# Frogs & Toads > Frogs >  Tadpole Morphing Stages and Time

## Ian

Does anyone know exactly how long each stage of green frog or bullfrog tadpole morphing is because one of my six tadpoles has just developed its front arms and now I am wondering how long it will take for it to leave the water. If anyone has this information or can link me to a site about these species that would be very appreciated, thanks.  :Smile:

----------


## Louis Charles Bruckner

There are many factors that will influence the amount of time from egg to froglet.

Species 
Nutrition 
Environmental conditions. water quality, Temperature just to name a few. 

If you can provide some basic info Like the above
Then someone might be able to help.

----------


## Ian

Ok so I guess I'll just list the info.
I believe the one with both sets of legs is a Rana clamitans while others might be Rana catesbeiana or/are Rana clamitans.
I feed them tadpole pellets and algae tablets every day.
I have two tanks, the larger three in a 20 gallon with some land, and the smaller three in a 10 gallon.
I use dechlorinated water that I change weekly.
The water temperature is about 70-73 degrees.
In each tank there is an airstone, plants and rocks.

----------


## Louis Charles Bruckner

Now someone that knows can answer the question. 

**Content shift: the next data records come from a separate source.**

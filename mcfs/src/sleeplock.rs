use crate::condvar::Condvar;
use crate::spinlock::SpinMutex;
use bitflags::bitflags;
use core::sync::atomic::{AtomicU32, Ordering};

bitflags! {
    #[derive(Clone, Copy, Debug, Eq, PartialEq)]
    pub struct Busy: u32 {
        const BUSYR = 1 << 0; // at least one holder
        const BUSYW = 1 << 1; // the holder is exclusive
    }
}

// A reader/writer lock that may be held across disk I/O, for slow
// resources (buffers, inodes). The busy flags are the lock; the
// spinlock only covers their transitions, so the spinlock is never
// held while a holder sleeps in the driver. readbusy counts holders:
// each reader contributes one, an exclusive holder contributes one
// with both busy bits set.
//
// There is no fairness: readers and writers compete on wakeup.
#[derive(Debug)]
pub struct RwSleeplock {
    lock: SpinMutex<()>,
    cv: Condvar,
    flags: AtomicU32,
    readbusy: AtomicU32,
    name: &'static str,
}

impl RwSleeplock {
    pub const fn new(name: &'static str) -> RwSleeplock {
        RwSleeplock {
            lock: SpinMutex::new(name, ()),
            cv: Condvar::new(name),
            flags: AtomicU32::new(0),
            readbusy: AtomicU32::new(0),
            name,
        }
    }

    pub fn flags(&self) -> Busy {
        Busy::from_bits_truncate(self.flags.load(Ordering::SeqCst))
    }

    pub fn acquire(&self, writer: bool) {
        let block = if writer {
            Busy::BUSYR | Busy::BUSYW
        } else {
            Busy::BUSYW
        };
        let mut set = Busy::BUSYR;
        if writer {
            set |= Busy::BUSYW;
        }
        let mut guard = self.lock.lock();
        while self.flags().intersects(block) {
            guard = self.cv.sleep(guard);
        }
        self.flags.fetch_or(set.bits(), Ordering::SeqCst);
        self.readbusy.fetch_add(1, Ordering::SeqCst);
        drop(guard);
    }

    pub fn release(&self) {
        assert!(
            self.flags().intersects(Busy::BUSYR | Busy::BUSYW),
            "releasing unheld lock {}",
            self.name
        );
        let guard = self.lock.lock();
        let lastholder = self.readbusy.fetch_sub(1, Ordering::SeqCst) == 1;
        let mut clear = Busy::BUSYW;
        if lastholder {
            clear |= Busy::BUSYR;
        }
        self.flags.fetch_and(!clear.bits(), Ordering::SeqCst);
        self.cv.wakeup();
        drop(guard);
    }

    pub fn holding_any(&self) -> bool {
        self.flags().intersects(Busy::BUSYR | Busy::BUSYW)
    }

    pub fn holding_excl(&self) -> bool {
        self.flags().contains(Busy::BUSYW)
    }

    // Sleep until cond() holds. The predicate is evaluated under the
    // lock's spinlock, so it pairs with state published by holders
    // before they release.
    pub fn wait_until<F: Fn() -> bool>(&self, cond: F) {
        let mut guard = self.lock.lock();
        while !cond() {
            guard = self.cv.sleep(guard);
        }
        drop(guard);
    }

    // Teardown acquisition: evaluate pred under the spinlock and, when
    // it holds, take the lock exclusively without waiting. The caller
    // uses pred to prove no holder can exist; a busy lock at that
    // point is a broken invariant.
    pub fn seize_if<F: FnOnce() -> bool>(&self, pred: F) -> bool {
        let guard = self.lock.lock();
        if !pred() {
            return false;
        }
        assert!(!self.holding_any(), "seizing busy lock {}", self.name);
        self.flags
            .fetch_or((Busy::BUSYR | Busy::BUSYW).bits(), Ordering::SeqCst);
        self.readbusy.fetch_add(1, Ordering::SeqCst);
        drop(guard);
        true
    }

    pub(crate) fn spin(&self) -> &SpinMutex<()> {
        &self.lock
    }
}

#[cfg(test)]
mod rwsleeplock_tests {
    use super::{Busy, RwSleeplock};
    use core::sync::atomic::{AtomicBool, Ordering};
    use std::time::Duration;

    #[test]
    fn readers_share() {
        let l = RwSleeplock::new("test");
        l.acquire(false);
        l.acquire(false);
        assert_eq!(l.flags(), Busy::BUSYR);
        assert_eq!(l.readbusy.load(Ordering::SeqCst), 2);
        l.release();
        assert!(l.holding_any());
        l.release();
        assert!(!l.holding_any());
    }

    #[test]
    fn writer_is_exclusive() {
        let l = RwSleeplock::new("test");
        l.acquire(true);
        assert!(l.holding_excl());
        assert_eq!(l.readbusy.load(Ordering::SeqCst), 1);
        l.release();
        assert!(!l.holding_any());
    }

    #[test]
    fn writer_waits_for_reader() {
        static ACQUIRED: AtomicBool = AtomicBool::new(false);
        let l = RwSleeplock::new("test");
        l.acquire(false);
        std::thread::scope(|s| {
            s.spawn(|| {
                l.acquire(true);
                ACQUIRED.store(true, Ordering::SeqCst);
                l.release();
            });
            std::thread::sleep(Duration::from_millis(20));
            assert!(!ACQUIRED.load(Ordering::SeqCst));
            l.release();
        });
        assert!(ACQUIRED.load(Ordering::SeqCst));
    }

    #[test]
    fn seize_if_false_leaves_lock_free() {
        let l = RwSleeplock::new("test");
        assert!(!l.seize_if(|| false));
        assert!(!l.holding_any());
        assert!(l.seize_if(|| true));
        assert!(l.holding_excl());
        l.release();
    }

    #[test]
    #[should_panic(expected = "seizing busy lock")]
    fn seize_of_held_lock_panics() {
        let l = RwSleeplock::new("test");
        l.acquire(false);
        l.seize_if(|| true);
    }
}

Sorry But I don't have a lot of experience with breeding.
But I am glad that you did separate the larger bullfrog from the others
Since they are really cannibalistic even in late tadpole stages. 

Sounds like you have a good handle on things so far. 

Hopefully Some one else here will be able to give you a answer shortly.

BTW welcome to the forum. 

and if you can provide pictures that will help a great deal.

----------


## Ashley

I raised some Wood Frog babies last year.  From hatching to frog stage took a total of 2 months. I raised Green Frogs once a long time ago. I think they took about as long as the Wood Frogs did. I can't remember.

I had some broad fake leaves that I attached to the sides of the tanks when the tadpoles started to grow all their legs.  They would gather and rest on the leaves above water. At that point I would remove them from their aquatic setup for a very damp paper towel one.  Within a week or so they would loose their tail and be moved to a regular terrestrial setup.  I did the same thing with the Green Frogs back a few years ago.  It's been 3 years. I wish I could remember the exact dates each stage was met. I know I posted them on my Facebook. But those posts are lost (I did look for you lol).

Edit to fix typo:  I had typed 4 months when it was actually 2 months!

----------


## Ian

Lol thanks for the input I'll get some leaves and I had no idea about the damp paper towels so thank you very much for that.

----------


## Heather

American bullfrogs can take up to 2 years to progress from newly hatched tads to froglets. It will depend on how old your tads are. 

It sounds like you're doing a great job.

----------


## Ian

These are the three biggest ones.  :Smile:

----------


## Heather

Being that they have their back legs it should only be a few months, though I could not give an accurate guess. Awesome tads! I love bullies  :Smile: .

----------


## jeromeetabuzo

Dont forget to put a rock or something it can perch on when it grows all four legs   :Smile:   , Good luck on your tadpoles  :Big Grin:

----------


## Ian

The one with all four legs is now out of the water and losing it's tail. It only has about three or four more days to go!  :Smile:

----------